Facile Ag+ assisted bonding strategy built a defect-low hybrid layer with intrinsic antibacterial and enzymolysis-inhibitory property

Abstract

As the most widely used material for dental tissue repair, dental resin composites face durability challenges, whose longevity critically depends on the hybrid layer's integrity. Incomplete adhesive infiltration within the demineralized dentin matrix (DDM) creates structural defects in this layer, rendering it vulnerable to stress concentration, enzymatic degradation, and bacterial invasion. These factors contribute to secondary caries, the predominant complication of resin-based restorations. Enhancing both adhesive infiltration and the hybrid layer’s antibacterial capacity is thus pivotal to extending restoration lifespan. Previous studies revealed that strong metal ion chelation can mobilize confined water to facilitate hydrophobic monomer infiltration, significantly improving dentin bonding efficacy and durability.
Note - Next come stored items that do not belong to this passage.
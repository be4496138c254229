//! CLI entry point for `mailintake`.

use std::path::{Path, PathBuf};
use std::time::Instant;

use anyhow::Context;
use clap::{CommandFactory, Parser, Subcommand};
use indicatif::{ProgressBar, ProgressStyle};

use mailintake::config::{self, Config};
use mailintake::export::attachment::export_all_attachments;
use mailintake::ingest::{IngestReport, Ingestor};
use mailintake::persist::JsonRepository;
use mailintake::sanitize::HtmlSanitizer;
use mailintake::store::DirObjectStore;
use mailintake::{Email, MailParser, ParserOptions};

#[derive(Parser)]
#[command(
    name = "mailintake",
    version,
    about = "Parse raw internet mail into structured records and ingest mailboxes"
)]
struct Cli {
    #[command(subcommand)]
    command: Commands,

    /// Verbose logging (-v info, -vv debug, -vvv trace)
    #[arg(short, long, action = clap::ArgAction::Count, global = true)]
    verbose: u8,
}

#[derive(Subcommand)]
enum Commands {
    /// Parse one message file and print its fields
    Parse {
        path: PathBuf,
        /// Print the record as JSON
        #[arg(long)]
        json: bool,
    },
    /// Write the attachments of one message file to a directory
    Attachments {
        path: PathBuf,
        #[arg(short, long)]
        output: PathBuf,
    },
    /// Move messages from the object store into the repository
    Ingest {
        /// Mailbox key prefixes, e.g. `alice/`
        #[arg(required = true, value_name = "PREFIX")]
        prefixes: Vec<String>,
        /// Object store root directory
        #[arg(long, env = "MAILINTAKE_STORE", value_name = "DIR")]
        store: Option<PathBuf>,
        /// Repository directory
        #[arg(long, env = "MAILINTAKE_DATA", value_name = "DIR")]
        data: Option<PathBuf>,
        /// Keep source objects after ingesting them
        #[arg(long)]
        keep: bool,
        /// Store HTML bodies without sanitizing them
        #[arg(long)]
        no_sanitize: bool,
    },
    /// Generate shell completions
    Completions {
        #[arg(value_enum)]
        shell: clap_complete::Shell,
    },
    /// Generate a man page
    Manpage,
}

fn main() -> anyhow::Result<()> {
    let cli = Cli::parse();
    let config = config::load_config();

    // Configure logging: stderr + optional log file
    let log_level = match cli.verbose {
        0 => config.general.log_level.as_str(),
        1 => "info",
        2 => "debug",
        _ => "trace",
    };
    setup_logging(log_level, &config);

    match cli.command {
        Commands::Parse { path, json } => cmd_parse(&path, json, &config),
        Commands::Attachments { path, output } => cmd_attachments(&path, &output, &config),
        Commands::Ingest {
            prefixes,
            store,
            data,
            keep,
            no_sanitize,
        } => {
            let store_dir = store.unwrap_or_else(|| config::object_dir(&config));
            let data_dir = data.unwrap_or_else(|| config::data_dir(&config));
            let delete = config.ingest.delete_after_ingest && !keep;
            let sanitize = config.ingest.sanitize_html && !no_sanitize;
            cmd_ingest(&prefixes, &store_dir, &data_dir, delete, sanitize, &config)
        }
        Commands::Completions { shell } => cmd_completions(shell),
        Commands::Manpage => cmd_manpage(),
    }
}

fn setup_logging(level: &str, config: &Config) {
    use tracing_subscriber::layer::SubscriberExt;
    use tracing_subscriber::util::SubscriberInitExt;

    let env_filter = tracing_subscriber::EnvFilter::try_from_default_env()
        .unwrap_or_else(|_| tracing_subscriber::EnvFilter::new(level));

    let stderr_layer = tracing_subscriber::fmt::layer().with_writer(std::io::stderr);

    // Try to set up file logging
    let log_path = config::log_file_path(config);
    let log_dir = log_path.parent().map(Path::to_path_buf).unwrap_or_default();
    if std::fs::create_dir_all(&log_dir).is_ok() {
        let file_appender = tracing_appender::rolling::never(&log_dir, "mailintake.log");
        let file_layer = tracing_subscriber::fmt::layer()
            .with_ansi(false)
            .with_writer(file_appender);

        tracing_subscriber::registry()
            .with(env_filter)
            .with(stderr_layer)
            .with(file_layer)
            .init();
    } else {
        // Fall back to stderr only
        tracing_subscriber::registry()
            .with(env_filter)
            .with(stderr_layer)
            .init();
    }
}

/// Generate shell completions and print to stdout.
fn cmd_completions(shell: clap_complete::Shell) -> anyhow::Result<()> {
    let mut cmd = Cli::command();
    clap_complete::generate(shell, &mut cmd, "mailintake", &mut std::io::stdout());
    Ok(())
}

/// Generate a man page and print to stdout.
fn cmd_manpage() -> anyhow::Result<()> {
    let cmd = Cli::command();
    let man = clap_mangen::Man::new(cmd);
    let mut buf = Vec::new();
    man.render(&mut buf)?;
    std::io::Write::write_all(&mut std::io::stdout(), &buf)?;
    Ok(())
}

/// Parse a message file with the configured limits.
fn parse_file(path: &Path, config: &Config) -> anyhow::Result<Email> {
    let file = std::fs::File::open(path)
        .map_err(|e| mailintake::IngestError::io(path, e))?;
    let parser = MailParser::new(ParserOptions::from(&config.parser));
    let email = parser
        .parse_reader(std::io::BufReader::new(file))
        .with_context(|| format!("Cannot parse {}", path.display()))?;
    Ok(email)
}

fn cmd_parse(path: &Path, json: bool, config: &Config) -> anyhow::Result<()> {
    let start = Instant::now();
    let email = parse_file(path, config)?;
    let elapsed = start.elapsed();

    if json {
        println!("{}", serde_json::to_string_pretty(&email)?);
    } else {
        print_email_table(path, &email, elapsed);
    }
    Ok(())
}

fn cmd_attachments(path: &Path, output: &Path, config: &Config) -> anyhow::Result<()> {
    let email = parse_file(path, config)?;

    if !email.has_attachments() {
        println!("  No attachments found.");
        return Ok(());
    }

    let paths = export_all_attachments(&email, output)?;
    for p in &paths {
        println!("  {}", p.display());
    }
    println!(
        "  Extracted {} of {} attachment(s) to {}",
        paths.len(),
        email.attachments.len(),
        output.display()
    );
    Ok(())
}

fn cmd_ingest(
    prefixes: &[String],
    store_dir: &Path,
    data_dir: &Path,
    delete: bool,
    sanitize: bool,
    config: &Config,
) -> anyhow::Result<()> {
    let store = DirObjectStore::new(store_dir);
    let repository = JsonRepository::open(data_dir)
        .with_context(|| format!("Cannot open repository in {}", data_dir.display()))?;
    let sanitizer = HtmlSanitizer::new();

    let mut ingestor = Ingestor::new(&store, &repository)
        .with_parser(MailParser::new(ParserOptions::from(&config.parser)))
        .with_attachment_prefix(config.storage.attachment_prefix.clone())
        .delete_after_ingest(delete);
    if sanitize {
        ingestor = ingestor.with_sanitizer(&sanitizer);
    }

    let pb = ProgressBar::new(prefixes.len() as u64);
    pb.set_style(
        ProgressStyle::default_bar()
            .template("{spinner:.green} Ingesting [{bar:40.cyan/blue}] {pos}/{len} {msg}")?
            .progress_chars("#>-"),
    );

    let start = Instant::now();
    let progress = |prefix: &str| {
        pb.set_message(prefix.to_string());
        pb.inc(1);
    };
    let results = ingestor.ingest_mailboxes(prefixes, Some(&progress));
    pb.finish_and_clear();

    let mut total = IngestReport::default();
    let mut broken = 0usize;
    println!();
    for (prefix, result) in prefixes.iter().zip(results) {
        match result {
            Ok(report) => {
                println!(
                    "  {:<24} {:>5} stored  {:>5} failed  {:>5} attachments",
                    prefix, report.stored, report.failed, report.attachments
                );
                total.listed += report.listed;
                total.stored += report.stored;
                total.failed += report.failed;
                total.attachments += report.attachments;
            }
            Err(e) => {
                eprintln!("  {prefix:<24} error: {e}");
                broken += 1;
            }
        }
    }
    println!();
    println!(
        "  {} message(s) stored, {} failed, {} attachment(s) in {:.2?}",
        total.stored,
        total.failed,
        total.attachments,
        start.elapsed()
    );

    if broken > 0 {
        anyhow::bail!("{broken} mailbox(es) could not be listed");
    }
    Ok(())
}

/// Print a parsed message in a human-readable table.
fn print_email_table(path: &Path, email: &Email, elapsed: std::time::Duration) {
    use humansize::{format_size, BINARY};

    println!();
    println!("  {:<14} {}", "File:", path.display());
    println!("  {:<14} {}", "From:", email.from_address);
    if email.from_display_name != email.from_address {
        println!("  {:<14} {}", "Name:", email.from_display_name);
    }
    println!("  {:<14} {}", "To:", email.to.join(", "));
    println!("  {:<14} {}", "Cc:", email.cc.join(", "));
    println!("  {:<14} {}", "Subject:", email.subject);
    println!("  {:<14} {}", "Received:", email.received.to_rfc2822());
    println!(
        "  {:<14} spam={} virus={}",
        "Flags:", email.is_spam, email.is_virus
    );
    println!(
        "  {:<14} {}",
        "Plain text:",
        format_size(email.plain_text.len(), BINARY)
    );
    println!(
        "  {:<14} {}",
        "HTML:",
        format_size(email.formatted_text.len(), BINARY)
    );
    println!("  {:<14} {:.2?}", "Parse time:", elapsed);

    if email.has_attachments() {
        println!();
        println!("  Attachments:");
        for att in &email.attachments {
            let name = if att.file_name.is_empty() {
                "(unnamed)"
            } else {
                att.file_name.as_str()
            };
            println!(
                "    {:>10}  {:<32} {}",
                format_size(att.size(), BINARY),
                att.content_type,
                name
            );
        }
    }

    if !email.plain_text.is_empty() {
        println!();
        for line in email.plain_text.lines().take(20) {
            println!("  | {line}");
        }
    }
    println!();
}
In this study, leveraging the dual advantages of Ag⁺—potent chelation and antibacterial activity—we treated DDM with Ag⁺. A brief 20-second application enabled confined water release, enhanced adhesive infiltration, and conferred durable antibacterial functionality to chemically modified DDM. Additionally, matrix metalloproteinases (MMPs) activated during bonding were effectively inhibited. Crucially, subsequent light irradiation reduced Ag⁺ to metallic silver, enhancing structural stability by orders of magnitude. This approach successfully established a low-defect hybrid layer with intrinsic, long-lasting antimicrobial properties. The strategy offers a clinically viable solution for achieving durable dentin restoration with integrated antibacterial defense.